**What this task involves**
If a line in the entries below includes the string "impl", copy it out.

**Source data**
=== Begin Enclosure ===
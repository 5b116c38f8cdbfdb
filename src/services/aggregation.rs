//! Response statistics recomputed from scratch on every view. Nothing here is cached.

use indexmap::IndexMap;

/// Number of bars shown on the moderator chart.
pub const CHART_SIZE: usize = 15;

/// One distinct response and how many times it was submitted.
#[derive(Debug, Clone, PartialEq, Eq)]
pub struct ResponseCount {
    pub response: String,
    pub count: usize,
}

impl ResponseCount {
    /// Label used by the "most popular" metric, e.g. `Red (1x)`.
    pub fn label(&self) -> String {
        format!("{} ({}x)", self.response, self.count)
    }
}

/// Statistics derived from the responses of one session.
#[derive(Debug, Clone, Default, PartialEq, Eq)]
pub struct Aggregates {
    /// Number of responses, duplicates included.
    pub total: usize,
    /// Distinct responses sorted by descending count; ties keep first-seen order.
    pub ranked: Vec<ResponseCount>,
}

impl Aggregates {
    pub fn unique(&self) -> usize {
        self.ranked.len()
    }

    /// Highest-count response; on ties the first one seen wins.
    pub fn most_popular(&self) -> Option<&ResponseCount> {
        self.ranked.first()
    }

    /// The `n` most frequent responses.
    pub fn top(&self, n: usize) -> &[ResponseCount] {
        &self.ranked[..self.ranked.len().min(n)]
    }
}

/// Count exact, case-sensitive occurrences, remembering the order values first appeared.
pub fn frequency_table<S: AsRef<str>>(responses: &[S]) -> IndexMap<String, usize> {
    let mut table = IndexMap::new();
    for response in responses {
        *table.entry(response.as_ref().to_string()).or_insert(0) += 1;
    }
    table
}

/// Sort a frequency table by descending count. The sort is stable.
pub fn rank(table: IndexMap<String, usize>) -> Vec<ResponseCount> {
    let mut ranked: Vec<ResponseCount> = table
        .into_iter()
        .map(|(response, count)| ResponseCount { response, count })
        .collect();
    ranked.sort_by(|a, b| b.count.cmp(&a.count));
    ranked
}

/// Compute every moderator statistic for `responses` (newest first, as stored).
pub fn aggregate<S: AsRef<str>>(responses: &[S]) -> Aggregates {
    Aggregates {
        total: responses.len(),
        ranked: rank(frequency_table(responses)),
    }
}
=== End Enclosure ===
**Result below**
impl ResponseCount {
impl Aggregates {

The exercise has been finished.